The entire Starman (vol. 2) series has been collected in six DC Omnibus hardcovers.

| Title | Material collected | Publication date | ISBN |
|---|---|---|---|
| Starman Omnibus Volume 1 | Starman (vol. 2) #0–16 | June 2008 | 978-1401216993 |
| Starman Omnibus Volume 2 | Starman (vol. 2) #17–29, Annual #1; relevant stories from Showcase '95 #12, Showcase '96 #4–5 | March 2009 | 978-1401221942 |
| Starman Omnibus Volume 3 | Starman (vol. 2) #30–38, Annual #2; Starman Secret Files and Origins #1; The Shade #1–4 | June 2009 | 978-1401222840 |
| Starman Omnibus Volume 4 | Starman (vol. 2) #39–46; Starman 80-Page Giant #1; Starman: The Mist #1; The Power of Shazam! #35–36; Batman/Hellboy/Starman #1–2 | February 2010 | 978-1401225964 |
| Starman Omnibus Volume 5 | Starman (vol. 2) #47–60, 1,000,000; Stars and S.T.R.I.P.E. #0; All Star Comics 80-Page Giant #1; JSA: All Stars #4 | October 2010 | 978-1401228897 |
| Starman Omnibus Volume 6 | Starman (vol. 2) #61–81 | January 2011 | 978-1401230449 |

The entire Starman (vol. 2) series is being collected in larger Compendium editions.

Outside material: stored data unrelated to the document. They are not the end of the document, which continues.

//! Node registration and credential lifecycle

use chrono::Utc;

use opendsc_core::wire::{RegisterRequest, RegisterResponse};
use opendsc_core::{Error, Result};

use crate::auth::certs::{self, ParsedCertificate};
use crate::auth::identity::NodeIdentity;
use crate::auth::tokens;
use crate::state::AppState;

/// Register a node: validate and consume the registration key, bind the
/// presented certificate's fingerprint, and issue the node id
pub async fn register(state: &AppState, request: &RegisterRequest) -> Result<RegisterResponse> {
    if request.fqdn.is_empty() || !request.fqdn.chars().all(valid_fqdn_char) {
        return Err(Error::Validation(format!("invalid FQDN {:?}", request.fqdn)));
    }

    let (key_id, secret) = tokens::parse(tokens::REGISTRATION_KEY_PREFIX, &request.registration_key)?;
    let key = state
        .repos
        .registration_keys
        .get(key_id)
        .await?
        .ok_or_else(|| Error::Unauthorized("unknown registration key".into()))?;

    if key.revoked {
        return Err(Error::Unauthorized("registration key revoked".into()));
    }
    if key.expires_at < Utc::now() {
        return Err(Error::Unauthorized("registration key expired".into()));
    }
    if let Some(max_uses) = key.max_uses {
        if key.use_count >= max_uses {
            return Err(Error::Unauthorized("registration key exhausted".into()));
        }
    }
    if !tokens::verify_secret(&key.token_hash, &secret) {
        return Err(Error::Unauthorized("invalid registration key".into()));
    }

    let certificate = certs::parse_certificate_pem(&request.certificate_pem)?;
    if certificate.not_after < Utc::now() {
        return Err(Error::Validation("certificate is already expired".into()));
    }

    // Consume first: the compare-and-increment is the authoritative guard
    // against concurrent registrations racing past max_uses.
    state.repos.registration_keys.consume(key_id).await?;

    let node = state
        .repos
        .nodes
        .insert(&request.fqdn, &certificate.fingerprint, certificate.not_after)
        .await?;

    tracing::info!(
        node_id = %node.id,
        fqdn = %node.fqdn,
        fingerprint = %certificate.fingerprint,
        "node registered"
    );

    Ok(RegisterResponse {
        node_id: node.id,
        fqdn: node.fqdn,
    })
}

/// Rotate a node's certificate
///
/// The request runs on the old certificate; the stored fingerprint is
/// swapped only on success, so the old certificate stays valid for the
/// duration of the request and becomes invalid on the next connection.
pub async fn rotate(
    state: &AppState,
    identity: &NodeIdentity,
    new_certificate_pem: &str,
) -> Result<ParsedCertificate> {
    let new_certificate = certs::parse_certificate_pem(new_certificate_pem)?;
    if new_certificate.not_after < Utc::now() {
        return Err(Error::Validation("replacement certificate is already expired".into()));
    }
    if new_certificate.fingerprint == identity.certificate.fingerprint {
        return Err(Error::Validation(
            "replacement certificate matches the current one".into(),
        ));
    }

    state
        .repos
        .nodes
        .rotate_fingerprint(
            identity.node.id,
            &identity.certificate.fingerprint,
            &new_certificate.fingerprint,
            new_certificate.not_after,
        )
        .await?;

    tracing::info!(
        node_id = %identity.node.id,
        new_fingerprint = %new_certificate.fingerprint,
        "node certificate rotated"
    );

    Ok(new_certificate)
}

fn valid_fqdn_char(c: char) -> bool {
    c.is_ascii_alphanumeric() || c == '.' || c == '-' || c == '_'
}
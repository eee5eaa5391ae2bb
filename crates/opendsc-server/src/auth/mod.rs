//! Authentication and authorization
//!
//! Operators authenticate with a session cookie or a `pat_` bearer token;
//! nodes authenticate with their mTLS client certificate, matched to a node
//! row by the SHA-256 fingerprint of the subjectPublicKeyInfo.

pub mod bootstrap;
pub mod certs;
pub mod identity;
pub mod permissions;
pub mod tokens;

pub use identity::{NodeIdentity, Operator};
pub use permissions::{require_global, require_resource, Level};
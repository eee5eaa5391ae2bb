//! Request identity extractors

use std::collections::HashSet;
use std::sync::Arc;

use axum::extract::FromRequestParts;
use axum::http::request::Parts;
use chrono::{Duration, Utc};
use uuid::Uuid;

use opendsc_core::Error;
use opendsc_storage::postgres::nodes::NodeRow;

use crate::auth::certs::{self, ParsedCertificate};
use crate::auth::tokens;
use crate::error::ApiError;
use crate::state::{AppState, UserClaims};

/// Cookie carrying the operator session id
pub const SESSION_COOKIE: &str = "opendsc_session";

/// An authenticated operator (session cookie or `pat_` bearer token)
#[derive(Debug, Clone)]
pub struct Operator {
    pub claims: Arc<UserClaims>,
}

/// An authenticated node (mTLS client certificate)
#[derive(Debug, Clone)]
pub struct NodeIdentity {
    pub node: NodeRow,
    /// The certificate the request was made with
    pub certificate: ParsedCertificate,
}

impl Operator {
    async fn from_session(state: &AppState, session_id: Uuid) -> Result<Self, Error> {
        let session = state
            .repos
            .auth
            .get_session(session_id)
            .await?
            .ok_or_else(|| Error::Unauthorized("unknown session".into()))?;

        let now = Utc::now();
        let idle_limit = Duration::minutes(state.config.security.session_idle_minutes);
        let absolute_limit = Duration::hours(state.config.security.session_absolute_hours);
        if now - session.last_seen_at > idle_limit || now - session.created_at > absolute_limit {
            state.repos.auth.delete_session(session_id).await.ok();
            return Err(Error::Unauthorized("session expired".into()));
        }
        state.repos.auth.touch_session(session_id).await?;

        let claims = load_claims(state, session.user_id).await?;
        Ok(Self { claims })
    }

    async fn from_pat(state: &AppState, token: &str) -> Result<Self, Error> {
        let (id, secret) = tokens::parse(tokens::PAT_PREFIX, token)?;
        let pat = state
            .repos
            .auth
            .get_pat(id)
            .await?
            .ok_or_else(|| Error::Unauthorized("unknown token".into()))?;

        if pat.revoked {
            return Err(Error::Unauthorized("token revoked".into()));
        }
        if let Some(expires_at) = pat.expires_at {
            if expires_at < Utc::now() {
                return Err(Error::Unauthorized("token expired".into()));
            }
        }
        if !tokens::verify_secret(&pat.token_hash, &secret) {
            return Err(Error::Unauthorized("invalid token".into()));
        }

        let claims = load_claims(state, pat.user_id).await?;
        Ok(Self { claims })
    }
}

/// Load (or rebuild) the cached claims for a user
async fn load_claims(state: &AppState, user_id: Uuid) -> Result<Arc<UserClaims>, Error> {
    if let Some(claims) = state.claims.get(&user_id).await {
        return Ok(claims);
    }

    let user = state
        .repos
        .auth
        .get_user(user_id)
        .await?
        .ok_or_else(|| Error::Unauthorized("unknown user".into()))?;
    if !user.is_enabled {
        return Err(Error::Unauthorized("user disabled".into()));
    }

    let permissions: HashSet<String> = state
        .repos
        .auth
        .permissions_for_user(user_id)
        .await?
        .into_iter()
        .collect();
    let groups = state.repos.auth.groups_for_user(user_id).await?;

    let claims = Arc::new(UserClaims {
        user_id,
        username: user.username,
        permissions,
        groups,
    });
    state.claims.insert(user_id, claims.clone()).await;
    Ok(claims)
}

fn session_id_from_cookies(parts: &Parts) -> Option<Uuid> {
    let header = parts.headers.get(axum::http::header::COOKIE)?.to_str().ok()?;
    for pair in header.split(';') {
        let mut kv = pair.trim().splitn(2, '=');
        if kv.next() == Some(SESSION_COOKIE) {
            return kv.next().and_then(|v| Uuid::parse_str(v).ok());
        }
    }
    None
}

fn bearer_token(parts: &Parts) -> Option<String> {
    parts
        .headers
        .get(axum::http::header::AUTHORIZATION)?
        .to_str()
        .ok()?
        .strip_prefix("Bearer ")
        .map(str::to_string)
}

#[axum::async_trait]
impl FromRequestParts<AppState> for Operator {
    type Rejection = ApiError;

    async fn from_request_parts(parts: &mut Parts, state: &AppState) -> Result<Self, Self::Rejection> {
        if let Some(token) = bearer_token(parts) {
            return Operator::from_pat(state, &token).await.map_err(ApiError);
        }
        if let Some(session_id) = session_id_from_cookies(parts) {
            return Operator::from_session(state, session_id).await.map_err(ApiError);
        }
        Err(ApiError(Error::Unauthorized(
            "session cookie or bearer token required".into(),
        )))
    }
}

#[axum::async_trait]
impl FromRequestParts<AppState> for NodeIdentity {
    type Rejection = ApiError;

    async fn from_request_parts(parts: &mut Parts, state: &AppState) -> Result<Self, Self::Rejection> {
        let header_name = &state.config.security.client_cert_header;
        let raw = parts
            .headers
            .get(header_name.as_str())
            .and_then(|v| v.to_str().ok())
            .ok_or_else(|| ApiError(Error::Unauthorized("client certificate required".into())))?;

        let pem = certs::decode_cert_header(raw).map_err(ApiError)?;
        let certificate = certs::parse_certificate_pem(&pem).map_err(ApiError)?;

        let node = state
            .repos
            .nodes
            .find_by_fingerprint(&certificate.fingerprint)
            .await
            .map_err(ApiError)?
            .ok_or_else(|| ApiError(Error::Unauthorized("unknown client certificate".into())))?;

        state.repos.nodes.touch_last_seen(node.id).await.ok();

        Ok(NodeIdentity { node, certificate })
    }
}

| Title | Material collected | Publication date | ISBN |
|---|---|---|---|
| Starman Compendium One | Starman (vol. 2) #0–42, Annual #1; The Shade #1-4; Starman Secret Files and Origins #1; Showcase '95 #12, Showcase '96 #4, Showcase '96 #5,The Power of Shazam! #35-36 | August 2021 | 978-1779509413 |
| Starman Compendium Two | All-Star Comics 80-Page Giant #1, Batman/Hellboy/Starman #1-2, JSA All-Stars #4, Starman #43-81, Starman #1 (1998), Starman/Congorilla #1, Stars and S.T.R.I.P.E. #0, and The Shade #1-12 | July 2022 | 978-1779515223 |

==In other media==

- The Prince Gavyn incarnation of Starman makes non-speaking cameo appearances in Justice League Unlimited.
- A television series based on Jack Knight was in development, but was rendered "indefinitely on hold" in 2003.
- The Ted Knight incarnation of Starman appears in the Batman: The Brave and the Bold episode "Crisis: 22,300 Miles Above Earth!", voiced by Jeff Bennett.
- Machinima Inc. and DC Entertainment were producing a live-action web series based on an updated version of the original concept of Starman titled DC's Hero Project.
- An original incarnation of Starman, with elements of and named after Sylvester Pemberton, appears in Stargirl, portrayed by Joel McHale.